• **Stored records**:

▼

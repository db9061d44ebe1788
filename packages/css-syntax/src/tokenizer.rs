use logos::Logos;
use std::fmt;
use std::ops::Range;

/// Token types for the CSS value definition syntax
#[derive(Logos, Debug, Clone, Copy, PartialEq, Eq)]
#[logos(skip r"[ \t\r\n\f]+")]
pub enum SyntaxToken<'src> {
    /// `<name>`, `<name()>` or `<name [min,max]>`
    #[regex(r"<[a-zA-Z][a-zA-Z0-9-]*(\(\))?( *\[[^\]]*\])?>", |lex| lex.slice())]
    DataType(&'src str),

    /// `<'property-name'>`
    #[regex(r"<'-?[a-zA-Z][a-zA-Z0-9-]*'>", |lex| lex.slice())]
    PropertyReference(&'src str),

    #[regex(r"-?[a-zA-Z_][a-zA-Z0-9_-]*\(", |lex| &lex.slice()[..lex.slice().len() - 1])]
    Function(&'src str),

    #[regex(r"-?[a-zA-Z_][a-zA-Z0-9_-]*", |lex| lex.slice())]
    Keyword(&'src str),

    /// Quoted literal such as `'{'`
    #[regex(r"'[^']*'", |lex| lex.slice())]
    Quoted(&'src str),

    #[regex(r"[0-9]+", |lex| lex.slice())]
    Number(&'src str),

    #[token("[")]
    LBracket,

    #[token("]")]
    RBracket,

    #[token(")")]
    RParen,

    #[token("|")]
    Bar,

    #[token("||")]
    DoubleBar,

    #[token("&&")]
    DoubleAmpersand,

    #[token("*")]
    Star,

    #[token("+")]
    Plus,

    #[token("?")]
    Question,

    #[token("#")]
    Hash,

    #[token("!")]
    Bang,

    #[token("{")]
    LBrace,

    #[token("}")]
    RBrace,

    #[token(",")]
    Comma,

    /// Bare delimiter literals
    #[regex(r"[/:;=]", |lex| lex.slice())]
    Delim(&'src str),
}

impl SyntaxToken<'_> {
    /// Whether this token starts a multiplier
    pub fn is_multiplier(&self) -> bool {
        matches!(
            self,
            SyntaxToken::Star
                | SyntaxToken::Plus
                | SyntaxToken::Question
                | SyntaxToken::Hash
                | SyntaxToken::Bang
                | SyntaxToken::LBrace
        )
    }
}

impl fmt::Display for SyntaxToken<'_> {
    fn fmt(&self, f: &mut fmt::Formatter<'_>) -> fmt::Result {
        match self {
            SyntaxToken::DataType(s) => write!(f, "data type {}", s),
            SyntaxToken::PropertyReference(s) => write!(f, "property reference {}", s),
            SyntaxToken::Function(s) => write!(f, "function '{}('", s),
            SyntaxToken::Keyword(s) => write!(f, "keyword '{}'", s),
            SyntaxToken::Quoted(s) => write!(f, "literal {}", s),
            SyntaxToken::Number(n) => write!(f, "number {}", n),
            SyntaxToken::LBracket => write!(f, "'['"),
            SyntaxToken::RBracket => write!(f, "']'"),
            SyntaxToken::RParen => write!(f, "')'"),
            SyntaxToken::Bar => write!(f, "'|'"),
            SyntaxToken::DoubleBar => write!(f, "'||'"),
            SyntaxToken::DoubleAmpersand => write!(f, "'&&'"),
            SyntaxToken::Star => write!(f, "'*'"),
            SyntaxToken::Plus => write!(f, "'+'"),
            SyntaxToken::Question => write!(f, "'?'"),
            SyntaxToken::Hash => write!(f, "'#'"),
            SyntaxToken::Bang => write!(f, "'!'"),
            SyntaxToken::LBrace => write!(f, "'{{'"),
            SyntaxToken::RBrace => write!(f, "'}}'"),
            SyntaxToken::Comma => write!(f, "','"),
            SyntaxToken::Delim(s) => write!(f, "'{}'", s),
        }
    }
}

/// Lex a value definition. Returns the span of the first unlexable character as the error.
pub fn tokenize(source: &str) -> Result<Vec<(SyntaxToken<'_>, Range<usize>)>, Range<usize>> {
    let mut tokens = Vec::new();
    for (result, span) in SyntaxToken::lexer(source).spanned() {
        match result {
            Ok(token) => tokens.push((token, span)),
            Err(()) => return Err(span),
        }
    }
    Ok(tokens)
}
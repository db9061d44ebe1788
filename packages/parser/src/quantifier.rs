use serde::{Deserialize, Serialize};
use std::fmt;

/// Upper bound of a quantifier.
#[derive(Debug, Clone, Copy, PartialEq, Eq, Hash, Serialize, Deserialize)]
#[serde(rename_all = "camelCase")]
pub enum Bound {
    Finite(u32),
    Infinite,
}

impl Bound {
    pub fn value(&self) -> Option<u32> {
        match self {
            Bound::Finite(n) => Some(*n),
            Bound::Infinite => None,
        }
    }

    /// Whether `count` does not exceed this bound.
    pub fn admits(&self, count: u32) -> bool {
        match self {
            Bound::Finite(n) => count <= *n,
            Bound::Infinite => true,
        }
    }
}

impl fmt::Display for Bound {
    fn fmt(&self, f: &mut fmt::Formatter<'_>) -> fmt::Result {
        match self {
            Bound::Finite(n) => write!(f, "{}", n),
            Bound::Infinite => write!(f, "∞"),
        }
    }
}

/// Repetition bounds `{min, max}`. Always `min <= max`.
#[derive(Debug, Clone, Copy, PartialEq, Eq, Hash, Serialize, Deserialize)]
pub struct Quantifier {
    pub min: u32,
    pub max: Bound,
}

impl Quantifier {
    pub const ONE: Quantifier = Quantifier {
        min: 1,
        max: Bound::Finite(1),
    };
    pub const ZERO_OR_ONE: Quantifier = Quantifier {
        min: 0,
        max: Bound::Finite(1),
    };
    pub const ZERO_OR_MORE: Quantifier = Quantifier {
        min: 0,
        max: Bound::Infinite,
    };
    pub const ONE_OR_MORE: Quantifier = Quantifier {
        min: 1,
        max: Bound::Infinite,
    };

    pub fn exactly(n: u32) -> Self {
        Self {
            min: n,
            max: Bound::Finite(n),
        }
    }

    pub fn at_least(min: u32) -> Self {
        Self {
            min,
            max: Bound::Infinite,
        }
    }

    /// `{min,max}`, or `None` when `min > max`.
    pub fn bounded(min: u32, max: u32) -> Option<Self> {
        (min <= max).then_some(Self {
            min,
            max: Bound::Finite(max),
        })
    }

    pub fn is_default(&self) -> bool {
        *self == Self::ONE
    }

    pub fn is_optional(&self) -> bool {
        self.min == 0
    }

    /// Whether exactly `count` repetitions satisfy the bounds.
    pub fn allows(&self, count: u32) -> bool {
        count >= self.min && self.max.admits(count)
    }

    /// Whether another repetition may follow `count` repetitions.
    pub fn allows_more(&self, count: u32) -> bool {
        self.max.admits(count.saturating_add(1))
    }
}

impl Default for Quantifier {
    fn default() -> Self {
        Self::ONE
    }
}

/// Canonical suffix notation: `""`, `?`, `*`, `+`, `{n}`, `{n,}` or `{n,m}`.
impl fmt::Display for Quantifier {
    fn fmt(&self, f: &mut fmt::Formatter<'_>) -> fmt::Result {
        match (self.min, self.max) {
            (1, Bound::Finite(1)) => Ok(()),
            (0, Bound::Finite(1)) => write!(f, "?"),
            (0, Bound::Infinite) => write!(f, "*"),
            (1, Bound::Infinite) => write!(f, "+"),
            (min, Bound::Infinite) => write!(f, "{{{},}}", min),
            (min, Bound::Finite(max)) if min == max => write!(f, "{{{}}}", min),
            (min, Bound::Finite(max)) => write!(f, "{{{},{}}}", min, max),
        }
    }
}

▲

When a line of the records includes "Range", that line belongs in the answer.

use std::ops::Range;
pub fn tokenize(source: &str) -> Result<Vec<(SyntaxToken<'_>, Range<usize>)>, Range<usize>> {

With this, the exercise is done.